### Brief
Locate the string "Result" throughout the material and copy every line in which it occurs.

Excerpted data START

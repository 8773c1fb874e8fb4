//! Common constants used throughout create-wp-theme.

/// Entries never copied out of the template: build output, VCS and OS
/// metadata, logs and lint caches.
pub const IGNORED_PATTERNS: [&str; 7] = [
    "node_modules",
    ".git",
    "dist",
    ".DS_Store",
    "Thumbs.db",
    "*.log",
    ".eslintcache",
];

/// Manifest file, relative to the project root
pub const MANIFEST_FILE: &str = "package.json";

/// Theme stylesheet carrying the WordPress header block
pub const HEADER_FILE: &str = "public/style.css";

/// HTML entry point
pub const HTML_FILE: &str = "index.html";

pub const THEME_NAME_LABEL: &str = "Theme Name";
pub const AUTHOR_LABEL: &str = "Author";
pub const DESCRIPTION_LABEL: &str = "Description";

pub const TITLE_OPEN: &str = "<title>";
pub const TITLE_CLOSE: &str = "</title>";
pub const OG_TITLE_OPEN: &str = r#"<meta property="og:title" content=""#;
pub const OG_TITLE_CLOSE: &str = "\"";

pub const DEFAULT_DESCRIPTION: &str = "A custom WordPress theme built with React and Vite";

/// Directory name of the bundled template
pub const TEMPLATE_DIR: &str = "template";

pub const DEFAULT_PACKAGE_MANAGER: &str = "npm";
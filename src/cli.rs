//! Command-line interface implementation for create-wp-theme.
//! Provides argument parsing and help text formatting using clap.

use crate::constants::{DEFAULT_PACKAGE_MANAGER, TEMPLATE_DIR};
use crate::metadata::MetadataInput;
use clap::{error::ErrorKind, CommandFactory, Parser};
use std::path::PathBuf;

/// Command-line arguments structure for create-wp-theme.
#[derive(Parser, Debug)]
#[command(
    author,
    version,
    about = "Create a new WordPress theme powered by React, TypeScript, and Vite",
    long_about = None
)]
pub struct Args {
    /// Name of the project; letters, numbers, dashes, and underscores only
    #[arg(value_name = "PROJECT_NAME", required_unless_present = "stdin")]
    pub project_name: Option<String>,

    /// WordPress theme name (defaults to the title-cased project name)
    #[arg(long)]
    pub theme_name: Option<String>,

    /// Author name
    #[arg(long)]
    pub author: Option<String>,

    /// Project description
    #[arg(long)]
    pub description: Option<String>,

    /// Directory in which the project directory is created
    #[arg(short, long, value_name = "DIR", default_value = ".")]
    pub output_dir: PathBuf,

    /// Template directory (defaults to the template bundled with the executable)
    #[arg(short, long, value_name = "DIR")]
    pub template: Option<PathBuf>,

    /// Overwrite an existing project directory without asking
    #[arg(short, long)]
    pub force: bool,

    /// Read project metadata as a JSON object from stdin
    #[arg(short, long)]
    pub stdin: bool,

    /// Skip git initialization
    #[arg(long)]
    pub skip_git: bool,

    /// Skip dependency installation
    #[arg(long)]
    pub skip_install: bool,

    /// Package manager used to install dependencies
    #[arg(long, value_name = "PROGRAM", default_value = DEFAULT_PACKAGE_MANAGER)]
    pub package_manager: String,

    /// Enable verbose logging output
    #[arg(short, long)]
    pub verbose: bool,
}

impl Args {
    /// Metadata given through flags.
    pub fn metadata_input(&self) -> MetadataInput {
        MetadataInput {
            project_name: self.project_name.clone(),
            theme_name: self.theme_name.clone(),
            author: self.author.clone(),
            description: self.description.clone(),
        }
    }

    /// The explicit template, else `template/` next to the executable, else
    /// `./template`.
    pub fn template_dir(&self) -> PathBuf {
        if let Some(template) = &self.template {
            return template.clone();
        }
        std::env::current_exe()
            .ok()
            .and_then(|exe| exe.parent().map(|dir| dir.join(TEMPLATE_DIR)))
            .filter(|dir| dir.is_dir())
            .unwrap_or_else(|| PathBuf::from(TEMPLATE_DIR))
    }
}

/// Parses command line arguments and returns the Args structure.
///
/// # Exits
/// * With status code 1 if required arguments are missing
/// * With clap's default error handling for other argument errors
pub fn get_args() -> Args {
    match Args::try_parse() {
        Ok(args) => args,
        Err(e) => {
            if e.kind() == ErrorKind::MissingRequiredArgument {
                let _ = Args::command()
                    .help_template(
                        r#"{about-section}
{usage-heading} {usage}

{all-args}
{after-help}
"#,
                    )
                    .print_help();
                std::process::exit(1);
            } else {
                e.exit();
            }
        }
    }
}
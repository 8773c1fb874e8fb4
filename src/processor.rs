//! Project materialization.
//! Sequences the destination check, the optional removal of an existing
//! directory, the filtered template copy and the customization passes.

use crate::copier::{copy_tree, ensure_source_dir, paths_overlap};
use crate::customize::{
    customize_header, customize_html, customize_manifest, CustomizationTargets, FieldFailure,
};
use crate::error::{Error, Result};
use crate::ignore::ExclusionRules;
use crate::metadata::ProjectMetadata;
use crate::prompt::Prompter;
use log::{debug, info};
use std::fs;
use std::path::{Path, PathBuf};

/// How a materialization finished. Fatal failures are returned as `Err`.
#[derive(Debug, Clone, PartialEq, Eq)]
pub enum Outcome {
    /// Tree copied and every field customized
    Success,
    /// Tree copied, but the listed fields could not be customized
    Degraded(Vec<FieldFailure>),
    /// The destination existed and overwriting was declined; nothing was touched
    Cancelled,
}

impl Outcome {
    /// Whether the template tree was written to the destination.
    pub fn is_copied(&self) -> bool {
        !matches!(self, Outcome::Cancelled)
    }
}

/// Turns the template tree into a personalized project.
pub struct Materializer<'a> {
    prompt: &'a dyn Prompter,
    template_root: PathBuf,
    rules: ExclusionRules,
    targets: CustomizationTargets,
    force: bool,
}

impl<'a> Materializer<'a> {
    /// Creates a materializer.
    ///
    /// # Arguments
    /// * `prompt` - Asked before an existing destination is removed
    /// * `template_root` - Template tree, never modified
    /// * `rules` - Entries left out of the copy
    /// * `targets` - Files and markers to customize
    /// * `force` - Overwrite an existing destination without asking
    pub fn new<P: Into<PathBuf>>(
        prompt: &'a dyn Prompter,
        template_root: P,
        rules: ExclusionRules,
        targets: CustomizationTargets,
        force: bool,
    ) -> Self {
        Self { prompt, template_root: template_root.into(), rules, targets, force }
    }

    pub fn template_root(&self) -> &Path {
        &self.template_root
    }

    /// Refuses a destination that is, contains or lies inside the template.
    ///
    /// Clearing such a destination would destroy the template, and copying
    /// into it would feed the copy back into itself.
    fn check_separate_from_template(&self, destination: &Path) -> Result<()> {
        if paths_overlap(&self.template_root, destination)? {
            return Err(Error::ValidationError(format!(
                "destination '{}' overlaps the template directory '{}'",
                destination.display(),
                self.template_root.display()
            )));
        }
        Ok(())
    }

    fn clear_destination(destination: &Path) -> Result<()> {
        debug!("Removing '{}'", destination.display());
        if destination.is_dir() {
            fs::remove_dir_all(destination).map_err(Error::IoError)
        } else {
            fs::remove_file(destination).map_err(Error::IoError)
        }
    }

    /// Materializes the project for `metadata` at `destination`.
    ///
    /// # Returns
    /// * `Outcome::Cancelled` if `destination` exists and overwriting was declined
    /// * `Outcome::Degraded` if the copy succeeded but some fields were not customized
    /// * `Outcome::Success` otherwise
    ///
    /// # Errors
    /// * `Error::IoError` if the template is missing or checking, removing or
    ///   copying fails; a partially copied tree is left in place
    /// * `Error::ValidationError` if `destination` and the template overlap
    /// * `Error::PromptError` if the overwrite question could not be asked
    pub fn materialize(&self, metadata: &ProjectMetadata, destination: &Path) -> Result<Outcome> {
        ensure_source_dir(&self.template_root)?;
        self.check_separate_from_template(destination)?;

        if destination.exists() {
            let overwrite = self.prompt.confirm(
                self.force,
                format!("Directory '{}' already exists. Overwrite?", destination.display()),
            )?;
            if !overwrite {
                info!("Operation cancelled, '{}' left untouched", destination.display());
                return Ok(Outcome::Cancelled);
            }
            Self::clear_destination(destination)?;
        }

        let copied = copy_tree(&self.template_root, destination, |name| {
            self.rules.should_include(name)
        })?;
        info!("Project structure created ({copied} files)");

        let mut failures = customize_manifest(destination, &self.targets, metadata);
        failures.extend(customize_header(destination, &self.targets, metadata));
        failures.extend(customize_html(destination, &self.targets, metadata));

        if failures.is_empty() {
            info!("Project files customized");
            Ok(Outcome::Success)
        } else {
            info!("Project files customized with {} problem(s)", failures.len());
            Ok(Outcome::Degraded(failures))
        }
    }
}
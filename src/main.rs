//! create-wp-theme's entry point.
//! Parses arguments, materializes the project and runs the post steps.

use std::path::Path;

use create_wp_theme::{
    cli::{get_args, Args},
    customize::CustomizationTargets,
    error::{default_error_handler, Result},
    ignore::ExclusionRules,
    logger::init_logger,
    metadata::MetadataInput,
    processor::{Materializer, Outcome},
    prompt::DialoguerPrompter,
    runner::{PostStep, PostSteps, StepReport, StepStatus, SystemRunner},
};
use log::debug;

fn main() {
    let args = get_args();
    init_logger(args.verbose);

    if let Err(err) = run(args) {
        default_error_handler(err);
    }
}

fn print_next_steps(project_name: &str, steps: &PostSteps, reports: &[StepReport]) {
    let pm = &steps.package_manager;
    let installed = reports
        .iter()
        .any(|r| r.step == PostStep::Install && r.status == StepStatus::Succeeded);

    println!("\nProject created successfully!\n");
    println!("Next steps:\n");
    println!("  cd {project_name}");
    if !installed {
        println!("  {pm} install");
    }
    println!("  {pm} run dev         # Start development server");
    println!("  {pm} run build:prod  # Build for production\n");
    println!("The production build creates a WordPress theme zip file in the dist/ folder.");
    println!("Upload it via WordPress Admin > Appearance > Themes > Add New > Upload Theme\n");
}

fn report_steps(destination: &Path, steps: &PostSteps, reports: &[StepReport]) {
    for report in reports {
        match report.status {
            StepStatus::Succeeded => println!("Done: {}", report.step),
            StepStatus::Skipped => {}
            StepStatus::Failed => {
                eprintln!("Failed: {} in '{}'", report.step, destination.display());
                if report.step == PostStep::Install {
                    eprintln!(
                        "You can install dependencies manually by running: {} install",
                        steps.package_manager
                    );
                }
            }
        }
    }
}

/// Main application logic execution.
///
/// # Flow
/// 1. Gathers and validates project metadata
/// 2. Materializes the template into `<output_dir>/<project_name>`
/// 3. Reports customization problems, if any
/// 4. Runs git init and dependency installation
fn run(args: Args) -> Result<()> {
    let stdin_input = if args.stdin {
        MetadataInput::from_reader(std::io::stdin().lock())?
    } else {
        MetadataInput::default()
    };
    let metadata = stdin_input.merge(args.metadata_input()).resolve()?;
    debug!("Project metadata: {}", serde_json::to_string(&metadata).unwrap_or_default());

    let destination = args.output_dir.join(metadata.project_name());
    let prompt = DialoguerPrompter::new();
    let materializer = Materializer::new(
        &prompt,
        args.template_dir(),
        ExclusionRules::with_defaults()?,
        CustomizationTargets::default(),
        args.force,
    );

    println!(
        "Creating '{}' from {}",
        metadata.theme_name(),
        materializer.template_root().display()
    );

    match materializer.materialize(&metadata, &destination)? {
        Outcome::Cancelled => {
            println!("Operation cancelled.");
            return Ok(());
        }
        Outcome::Degraded(failures) => {
            eprintln!("Some project files could not be customized:");
            for failure in &failures {
                eprintln!("  - {failure}");
            }
        }
        Outcome::Success => {}
    }

    let steps = PostSteps {
        git: !args.skip_git,
        install: !args.skip_install,
        package_manager: args.package_manager.clone(),
    };
    let reports = steps.run(&SystemRunner, &destination);
    report_steps(&destination, &steps, &reports);
    print_next_steps(metadata.project_name(), &steps, &reports);

    Ok(())
}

Excerpted data END

### Answer to the exercise
use crate::error::{Error, Result};
    fn check_separate_from_template(&self, destination: &Path) -> Result<()> {
    fn clear_destination(destination: &Path) -> Result<()> {
    pub fn materialize(&self, metadata: &ProjectMetadata, destination: &Path) -> Result<Outcome> {
    error::{default_error_handler, Result},
fn run(args: Args) -> Result<()> {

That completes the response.